**EXERCISE OBJECTIVE**. Go through the material under this sentence. Return every line holding "build".
* * * * *
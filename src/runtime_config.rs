//! Runtime configuration read by the game at startup
//!
//! The game ships a small JSON document that switches each SDK integration
//! on or off and mirrors the build mode. A flag left on for an SDK that is
//! not installed crashes or no-ops at runtime, so the validator cross-checks
//! it against the package manifest.

use crate::mode::Mode;
use crate::registry::SdkId;
use crate::{Error, Result};
use serde::{Deserialize, Serialize};
use serde_json::{Map, Value};
use std::fs;
use std::path::Path;

/// A per-SDK switch in the runtime configuration
#[derive(Debug, Clone, Copy, PartialEq, Eq, Hash)]
pub enum FeatureFlag {
    Adjust,
    AppLovin,
    Firebase,
    Facebook,
    GameAnalytics,
    Tenjin,
}

impl FeatureFlag {
    pub const ALL: [FeatureFlag; 6] = [
        FeatureFlag::Adjust,
        FeatureFlag::AppLovin,
        FeatureFlag::Firebase,
        FeatureFlag::Facebook,
        FeatureFlag::GameAnalytics,
        FeatureFlag::Tenjin,
    ];

    /// The SDK that must be installed while this flag is on
    pub fn sdk(&self) -> SdkId {
        match self {
            FeatureFlag::Adjust => SdkId::Adjust,
            FeatureFlag::AppLovin => SdkId::AppLovinMax,
            FeatureFlag::Firebase => SdkId::FirebaseApp,
            FeatureFlag::Facebook => SdkId::Facebook,
            FeatureFlag::GameAnalytics => SdkId::GameAnalytics,
            FeatureFlag::Tenjin => SdkId::Tenjin,
        }
    }

    /// Key of the flag inside the `features` object
    pub fn key(&self) -> &'static str {
        match self {
            FeatureFlag::Adjust => "adjust",
            FeatureFlag::AppLovin => "appLovin",
            FeatureFlag::Firebase => "firebase",
            FeatureFlag::Facebook => "facebook",
            FeatureFlag::GameAnalytics => "gameAnalytics",
            FeatureFlag::Tenjin => "tenjin",
        }
    }
}

#[derive(Debug, Clone, Default, PartialEq, Serialize, Deserialize)]
#[serde(rename_all = "camelCase")]
pub struct FeatureFlags {
    #[serde(default)]
    pub adjust: bool,
    #[serde(default)]
    pub app_lovin: bool,
    #[serde(default)]
    pub firebase: bool,
    #[serde(default)]
    pub facebook: bool,
    #[serde(default)]
    pub game_analytics: bool,
    #[serde(default)]
    pub tenjin: bool,
    #[serde(flatten)]
    pub extra: Map<String, Value>,
}

/// The runtime configuration document
#[derive(Debug, Clone, Default, PartialEq, Serialize, Deserialize)]
#[serde(rename_all = "camelCase")]
pub struct RuntimeConfig {
    /// Mirror of the build mode, read by game code
    #[serde(default)]
    pub prototype_mode: bool,

    #[serde(default)]
    pub features: FeatureFlags,

    #[serde(flatten)]
    pub extra: Map<String, Value>,
}

impl RuntimeConfig {
    pub fn load<P: AsRef<Path>>(path: P) -> Result<Self> {
        let content = fs::read_to_string(path.as_ref())?;
        serde_json::from_str(&content).map_err(|e| {
            Error::Other(format!(
                "Failed to parse runtime config {}: {}",
                path.as_ref().display(),
                e
            ))
        })
    }

    /// Load the document if the file exists
    pub fn load_optional<P: AsRef<Path>>(path: P) -> Result<Option<Self>> {
        if !path.as_ref().exists() {
            return Ok(None);
        }
        Self::load(path).map(Some)
    }

    pub fn save<P: AsRef<Path>>(&self, path: P) -> Result<()> {
        if let Some(parent) = path.as_ref().parent() {
            fs::create_dir_all(parent)?;
        }
        let mut content = serde_json::to_string_pretty(self)?;
        content.push('\n');
        fs::write(path.as_ref(), content)?;
        Ok(())
    }

    pub fn flag(&self, flag: FeatureFlag) -> bool {
        match flag {
            FeatureFlag::Adjust => self.features.adjust,
            FeatureFlag::AppLovin => self.features.app_lovin,
            FeatureFlag::Firebase => self.features.firebase,
            FeatureFlag::Facebook => self.features.facebook,
            FeatureFlag::GameAnalytics => self.features.game_analytics,
            FeatureFlag::Tenjin => self.features.tenjin,
        }
    }

    pub fn set_flag(&mut self, flag: FeatureFlag, enabled: bool) {
        let slot = match flag {
            FeatureFlag::Adjust => &mut self.features.adjust,
            FeatureFlag::AppLovin => &mut self.features.app_lovin,
            FeatureFlag::Firebase => &mut self.features.firebase,
            FeatureFlag::Facebook => &mut self.features.facebook,
            FeatureFlag::GameAnalytics => &mut self.features.game_analytics,
            FeatureFlag::Tenjin => &mut self.features.tenjin,
        };
        *slot = enabled;
    }

    /// Flags currently switched on
    pub fn enabled_flags(&self) -> impl Iterator<Item = FeatureFlag> + '_ {
        FeatureFlag::ALL.into_iter().filter(|f| self.flag(*f))
    }

    /// Whether the mirrored mode agrees with `mode`
    pub fn mirrors(&self, mode: Mode) -> bool {
        self.prototype_mode == (mode == Mode::Prototype)
    }
}

#[cfg(test)]
mod tests {
    use super::*;
    use tempfile::TempDir;

    #[test]
    fn test_parse_with_unknown_keys() {
        let json = r#"{
            "prototypeMode": true,
            "features": { "adjust": true, "appLovin": false, "customSdk": true },
            "appVersion": "1.4.2"
        }"#;
        let config: RuntimeConfig = serde_json::from_str(json).unwrap();
        assert!(config.prototype_mode);
        assert!(config.flag(FeatureFlag::Adjust));
        assert!(!config.flag(FeatureFlag::Firebase));
        assert_eq!(config.features.extra["customSdk"], Value::Bool(true));
        assert_eq!(config.extra["appVersion"], Value::String("1.4.2".to_string()));
    }

    #[test]
    fn test_set_flag_and_enabled_flags() {
        let mut config = RuntimeConfig::default();
        config.set_flag(FeatureFlag::Firebase, true);
        config.set_flag(FeatureFlag::Tenjin, true);
        let enabled: Vec<_> = config.enabled_flags().collect();
        assert_eq!(enabled, vec![FeatureFlag::Firebase, FeatureFlag::Tenjin]);
    }

    #[test]
    fn test_mirrors() {
        let config = RuntimeConfig {
            prototype_mode: true,
            ..Default::default()
        };
        assert!(config.mirrors(Mode::Prototype));
        assert!(!config.mirrors(Mode::Full));
    }

    #[test]
    fn test_save_and_load_optional() {
        let dir = TempDir::new().unwrap();
        let path = dir.path().join("Resources").join("SdkRuntimeConfig.json");
        assert!(RuntimeConfig::load_optional(&path).unwrap().is_none());

        let mut config = RuntimeConfig::default();
        config.set_flag(FeatureFlag::AppLovin, true);
        config.save(&path).unwrap();

        let loaded = RuntimeConfig::load_optional(&path).unwrap().unwrap();
        assert!(loaded.flag(FeatureFlag::AppLovin));
        assert!(fs::read_to_string(&path).unwrap().contains("\"appLovin\": true"));
    }
}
* * * * *
**ANSWER SPACE**.
//! on or off and mirrors the build mode. A flag left on for an SDK that is
    /// Mirror of the build mode, read by game code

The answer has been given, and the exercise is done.